Determine how many lines in the entries below include the word "ValueLiteral", and reply with that number alone.

### Available data
□ □ □ □
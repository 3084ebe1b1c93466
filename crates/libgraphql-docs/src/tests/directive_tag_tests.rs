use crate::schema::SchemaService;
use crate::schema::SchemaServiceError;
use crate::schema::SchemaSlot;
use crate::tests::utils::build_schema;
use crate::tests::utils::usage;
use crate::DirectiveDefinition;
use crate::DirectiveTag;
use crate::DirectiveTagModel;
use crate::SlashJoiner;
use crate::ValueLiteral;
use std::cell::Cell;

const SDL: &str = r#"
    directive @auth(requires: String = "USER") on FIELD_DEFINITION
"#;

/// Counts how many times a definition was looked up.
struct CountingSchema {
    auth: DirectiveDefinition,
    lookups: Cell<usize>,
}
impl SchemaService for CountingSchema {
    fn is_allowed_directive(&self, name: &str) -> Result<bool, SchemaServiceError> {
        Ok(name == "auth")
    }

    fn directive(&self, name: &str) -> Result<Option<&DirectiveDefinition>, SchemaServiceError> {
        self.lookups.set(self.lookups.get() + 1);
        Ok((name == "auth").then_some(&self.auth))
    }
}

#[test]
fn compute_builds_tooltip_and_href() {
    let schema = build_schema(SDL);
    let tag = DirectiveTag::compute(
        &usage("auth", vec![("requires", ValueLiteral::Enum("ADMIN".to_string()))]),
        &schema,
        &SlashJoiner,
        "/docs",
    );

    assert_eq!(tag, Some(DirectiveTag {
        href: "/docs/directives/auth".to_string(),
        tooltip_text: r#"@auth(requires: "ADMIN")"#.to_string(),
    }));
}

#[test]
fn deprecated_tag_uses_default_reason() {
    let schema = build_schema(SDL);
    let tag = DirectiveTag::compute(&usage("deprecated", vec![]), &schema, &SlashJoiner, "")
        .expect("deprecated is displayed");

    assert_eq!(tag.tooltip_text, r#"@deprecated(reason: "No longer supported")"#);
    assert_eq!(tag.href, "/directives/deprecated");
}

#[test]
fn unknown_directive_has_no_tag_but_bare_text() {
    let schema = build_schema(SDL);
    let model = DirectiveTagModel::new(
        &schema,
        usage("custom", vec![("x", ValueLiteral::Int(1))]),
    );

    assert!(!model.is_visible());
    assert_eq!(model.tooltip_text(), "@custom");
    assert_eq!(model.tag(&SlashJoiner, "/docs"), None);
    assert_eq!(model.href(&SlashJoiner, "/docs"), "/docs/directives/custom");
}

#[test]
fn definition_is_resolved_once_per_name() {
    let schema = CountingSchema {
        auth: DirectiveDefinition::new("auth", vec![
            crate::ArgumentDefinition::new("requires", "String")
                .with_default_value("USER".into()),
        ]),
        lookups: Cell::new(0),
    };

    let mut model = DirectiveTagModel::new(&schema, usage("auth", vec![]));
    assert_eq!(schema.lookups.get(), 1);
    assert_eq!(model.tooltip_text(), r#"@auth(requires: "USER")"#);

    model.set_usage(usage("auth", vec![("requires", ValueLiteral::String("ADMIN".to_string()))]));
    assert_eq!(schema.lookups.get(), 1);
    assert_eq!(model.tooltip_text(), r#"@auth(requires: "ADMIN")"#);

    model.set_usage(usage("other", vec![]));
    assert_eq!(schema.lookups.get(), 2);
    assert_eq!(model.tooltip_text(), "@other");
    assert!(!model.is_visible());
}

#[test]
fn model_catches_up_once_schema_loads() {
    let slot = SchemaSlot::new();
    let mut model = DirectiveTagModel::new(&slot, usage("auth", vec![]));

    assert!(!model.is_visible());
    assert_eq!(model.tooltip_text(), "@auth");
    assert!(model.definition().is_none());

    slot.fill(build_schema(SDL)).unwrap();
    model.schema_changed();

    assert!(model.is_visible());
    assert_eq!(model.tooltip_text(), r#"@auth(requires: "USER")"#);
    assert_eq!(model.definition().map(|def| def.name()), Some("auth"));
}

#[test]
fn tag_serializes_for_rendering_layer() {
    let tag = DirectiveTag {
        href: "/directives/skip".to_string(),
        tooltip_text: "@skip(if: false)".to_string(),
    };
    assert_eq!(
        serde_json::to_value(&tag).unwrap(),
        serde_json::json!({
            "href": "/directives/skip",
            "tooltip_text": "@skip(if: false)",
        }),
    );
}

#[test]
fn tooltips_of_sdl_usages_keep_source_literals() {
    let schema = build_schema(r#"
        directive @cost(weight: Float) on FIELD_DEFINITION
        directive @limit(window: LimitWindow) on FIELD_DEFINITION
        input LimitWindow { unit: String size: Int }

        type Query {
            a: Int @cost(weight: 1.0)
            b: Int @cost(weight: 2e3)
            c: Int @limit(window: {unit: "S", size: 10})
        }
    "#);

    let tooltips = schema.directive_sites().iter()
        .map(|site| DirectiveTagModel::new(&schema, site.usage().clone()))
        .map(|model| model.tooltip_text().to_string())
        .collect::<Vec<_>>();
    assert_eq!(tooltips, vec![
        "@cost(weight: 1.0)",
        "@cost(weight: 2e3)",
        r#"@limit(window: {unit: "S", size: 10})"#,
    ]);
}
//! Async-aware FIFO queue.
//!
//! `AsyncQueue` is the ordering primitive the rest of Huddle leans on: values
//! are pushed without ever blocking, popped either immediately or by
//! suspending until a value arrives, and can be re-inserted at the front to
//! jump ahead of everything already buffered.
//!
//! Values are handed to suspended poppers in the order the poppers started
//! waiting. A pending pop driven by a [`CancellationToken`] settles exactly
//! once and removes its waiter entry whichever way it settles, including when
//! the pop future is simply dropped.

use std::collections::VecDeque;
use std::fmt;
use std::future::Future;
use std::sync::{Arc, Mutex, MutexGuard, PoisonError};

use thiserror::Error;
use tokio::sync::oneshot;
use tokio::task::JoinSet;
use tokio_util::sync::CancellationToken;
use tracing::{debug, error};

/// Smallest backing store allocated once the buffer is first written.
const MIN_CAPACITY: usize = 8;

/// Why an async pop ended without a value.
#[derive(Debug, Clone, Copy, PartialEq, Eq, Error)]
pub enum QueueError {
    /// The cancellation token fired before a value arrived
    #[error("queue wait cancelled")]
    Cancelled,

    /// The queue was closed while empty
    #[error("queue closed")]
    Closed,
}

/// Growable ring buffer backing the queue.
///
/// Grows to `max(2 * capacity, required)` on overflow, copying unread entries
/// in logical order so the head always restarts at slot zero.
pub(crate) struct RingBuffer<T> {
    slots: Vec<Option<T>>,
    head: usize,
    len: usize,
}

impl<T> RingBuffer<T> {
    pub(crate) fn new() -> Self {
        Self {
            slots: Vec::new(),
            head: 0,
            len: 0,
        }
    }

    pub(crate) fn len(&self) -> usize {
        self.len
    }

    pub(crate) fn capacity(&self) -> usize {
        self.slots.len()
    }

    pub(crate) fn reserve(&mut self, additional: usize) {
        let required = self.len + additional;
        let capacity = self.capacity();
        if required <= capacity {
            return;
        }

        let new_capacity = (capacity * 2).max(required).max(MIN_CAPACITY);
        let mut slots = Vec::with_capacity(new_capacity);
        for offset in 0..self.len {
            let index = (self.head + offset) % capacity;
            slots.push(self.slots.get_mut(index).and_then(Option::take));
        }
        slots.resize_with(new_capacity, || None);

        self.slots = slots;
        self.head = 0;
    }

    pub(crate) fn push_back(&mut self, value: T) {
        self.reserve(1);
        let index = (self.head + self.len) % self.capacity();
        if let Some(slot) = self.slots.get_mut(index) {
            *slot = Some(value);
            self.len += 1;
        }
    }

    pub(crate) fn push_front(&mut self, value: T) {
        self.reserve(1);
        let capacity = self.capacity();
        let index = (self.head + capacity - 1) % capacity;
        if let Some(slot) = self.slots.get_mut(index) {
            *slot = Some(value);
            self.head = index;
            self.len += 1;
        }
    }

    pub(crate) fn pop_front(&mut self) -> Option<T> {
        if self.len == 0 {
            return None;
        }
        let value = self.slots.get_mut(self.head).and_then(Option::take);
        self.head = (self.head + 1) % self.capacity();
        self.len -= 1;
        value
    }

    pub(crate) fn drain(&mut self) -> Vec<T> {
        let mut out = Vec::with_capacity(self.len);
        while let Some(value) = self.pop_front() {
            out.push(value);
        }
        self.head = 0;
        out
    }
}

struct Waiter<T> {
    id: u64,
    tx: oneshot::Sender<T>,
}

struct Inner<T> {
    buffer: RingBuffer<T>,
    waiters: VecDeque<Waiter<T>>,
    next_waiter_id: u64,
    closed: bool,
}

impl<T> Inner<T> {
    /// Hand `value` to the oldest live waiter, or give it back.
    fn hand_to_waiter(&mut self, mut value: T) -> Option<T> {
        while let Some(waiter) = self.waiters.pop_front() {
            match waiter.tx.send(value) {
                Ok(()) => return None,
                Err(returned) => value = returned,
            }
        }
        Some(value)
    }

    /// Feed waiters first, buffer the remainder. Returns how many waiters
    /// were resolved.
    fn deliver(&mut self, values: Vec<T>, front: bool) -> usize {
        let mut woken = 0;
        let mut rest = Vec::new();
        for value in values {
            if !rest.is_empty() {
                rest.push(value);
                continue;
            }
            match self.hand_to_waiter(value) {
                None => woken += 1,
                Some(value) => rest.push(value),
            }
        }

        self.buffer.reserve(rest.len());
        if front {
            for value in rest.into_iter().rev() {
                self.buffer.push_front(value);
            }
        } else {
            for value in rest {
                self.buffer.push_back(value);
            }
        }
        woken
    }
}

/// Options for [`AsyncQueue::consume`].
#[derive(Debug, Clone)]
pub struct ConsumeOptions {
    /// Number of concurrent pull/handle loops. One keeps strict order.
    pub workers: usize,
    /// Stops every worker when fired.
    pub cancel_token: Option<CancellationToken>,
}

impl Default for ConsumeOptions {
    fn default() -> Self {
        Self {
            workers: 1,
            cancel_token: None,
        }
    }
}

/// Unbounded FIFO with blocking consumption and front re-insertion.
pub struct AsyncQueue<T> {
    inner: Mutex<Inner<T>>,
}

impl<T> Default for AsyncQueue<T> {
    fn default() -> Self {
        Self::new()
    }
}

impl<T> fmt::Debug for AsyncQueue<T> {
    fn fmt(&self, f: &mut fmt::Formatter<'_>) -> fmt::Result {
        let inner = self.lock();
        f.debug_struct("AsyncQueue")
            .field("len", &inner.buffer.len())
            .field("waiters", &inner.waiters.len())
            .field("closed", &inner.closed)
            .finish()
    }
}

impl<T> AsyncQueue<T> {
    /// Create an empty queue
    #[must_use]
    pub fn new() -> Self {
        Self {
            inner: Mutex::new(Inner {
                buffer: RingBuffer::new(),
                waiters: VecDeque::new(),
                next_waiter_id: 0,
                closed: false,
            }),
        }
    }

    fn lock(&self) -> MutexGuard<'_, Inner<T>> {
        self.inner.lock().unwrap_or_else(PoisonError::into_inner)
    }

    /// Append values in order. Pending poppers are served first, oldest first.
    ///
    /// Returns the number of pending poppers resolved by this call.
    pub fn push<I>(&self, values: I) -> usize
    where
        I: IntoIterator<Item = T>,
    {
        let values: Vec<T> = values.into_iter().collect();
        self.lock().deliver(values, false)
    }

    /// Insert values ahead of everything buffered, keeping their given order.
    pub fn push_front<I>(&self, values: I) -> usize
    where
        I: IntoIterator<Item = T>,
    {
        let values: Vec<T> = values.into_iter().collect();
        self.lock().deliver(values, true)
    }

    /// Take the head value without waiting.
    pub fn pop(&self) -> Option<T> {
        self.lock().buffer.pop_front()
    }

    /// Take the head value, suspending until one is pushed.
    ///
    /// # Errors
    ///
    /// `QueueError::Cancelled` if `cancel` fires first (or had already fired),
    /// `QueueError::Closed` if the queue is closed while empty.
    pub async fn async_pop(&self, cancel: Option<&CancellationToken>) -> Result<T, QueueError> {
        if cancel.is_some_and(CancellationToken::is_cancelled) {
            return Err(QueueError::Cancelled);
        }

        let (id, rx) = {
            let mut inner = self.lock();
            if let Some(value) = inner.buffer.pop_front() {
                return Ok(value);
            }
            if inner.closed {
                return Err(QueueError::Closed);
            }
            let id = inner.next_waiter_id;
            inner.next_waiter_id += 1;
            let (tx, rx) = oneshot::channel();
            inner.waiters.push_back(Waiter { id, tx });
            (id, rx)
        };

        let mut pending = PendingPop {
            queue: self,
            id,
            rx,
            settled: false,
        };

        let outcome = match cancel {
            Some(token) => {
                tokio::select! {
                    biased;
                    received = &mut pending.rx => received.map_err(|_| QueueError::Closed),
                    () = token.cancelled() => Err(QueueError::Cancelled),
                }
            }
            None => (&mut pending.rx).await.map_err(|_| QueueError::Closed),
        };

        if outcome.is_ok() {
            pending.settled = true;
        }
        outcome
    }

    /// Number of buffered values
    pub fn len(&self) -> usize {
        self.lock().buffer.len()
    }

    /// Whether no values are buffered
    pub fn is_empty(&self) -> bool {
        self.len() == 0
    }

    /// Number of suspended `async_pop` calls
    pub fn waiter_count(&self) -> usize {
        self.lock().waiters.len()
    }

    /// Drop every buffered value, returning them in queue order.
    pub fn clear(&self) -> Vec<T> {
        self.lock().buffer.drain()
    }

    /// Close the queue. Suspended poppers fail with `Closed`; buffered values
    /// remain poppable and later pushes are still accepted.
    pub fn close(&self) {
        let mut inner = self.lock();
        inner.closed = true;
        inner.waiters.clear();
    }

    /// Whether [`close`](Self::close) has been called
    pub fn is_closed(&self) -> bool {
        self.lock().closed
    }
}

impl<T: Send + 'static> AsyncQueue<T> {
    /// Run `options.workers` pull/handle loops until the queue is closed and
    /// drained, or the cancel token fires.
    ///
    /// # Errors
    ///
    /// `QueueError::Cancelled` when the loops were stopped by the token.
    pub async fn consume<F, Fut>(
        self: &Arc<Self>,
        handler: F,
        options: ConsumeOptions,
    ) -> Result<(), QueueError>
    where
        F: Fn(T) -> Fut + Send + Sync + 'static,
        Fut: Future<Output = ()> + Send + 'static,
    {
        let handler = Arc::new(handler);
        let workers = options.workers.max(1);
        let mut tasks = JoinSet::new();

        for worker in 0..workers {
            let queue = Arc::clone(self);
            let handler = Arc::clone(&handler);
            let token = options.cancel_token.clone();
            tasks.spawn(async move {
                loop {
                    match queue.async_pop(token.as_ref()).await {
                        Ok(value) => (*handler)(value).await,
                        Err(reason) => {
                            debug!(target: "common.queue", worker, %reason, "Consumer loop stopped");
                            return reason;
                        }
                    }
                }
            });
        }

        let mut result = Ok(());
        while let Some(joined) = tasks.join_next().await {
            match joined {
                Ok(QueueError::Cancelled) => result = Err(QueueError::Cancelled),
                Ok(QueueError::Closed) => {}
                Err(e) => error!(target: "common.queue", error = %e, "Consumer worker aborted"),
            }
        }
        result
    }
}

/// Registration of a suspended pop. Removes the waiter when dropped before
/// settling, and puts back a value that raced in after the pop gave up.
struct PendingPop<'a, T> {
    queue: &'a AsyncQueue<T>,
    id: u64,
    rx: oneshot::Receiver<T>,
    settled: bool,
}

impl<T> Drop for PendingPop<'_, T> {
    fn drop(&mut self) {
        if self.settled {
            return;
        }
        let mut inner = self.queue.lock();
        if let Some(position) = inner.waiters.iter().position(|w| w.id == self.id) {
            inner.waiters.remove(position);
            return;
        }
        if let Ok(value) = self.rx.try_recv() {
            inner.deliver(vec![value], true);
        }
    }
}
□ □ □ □
### Response
4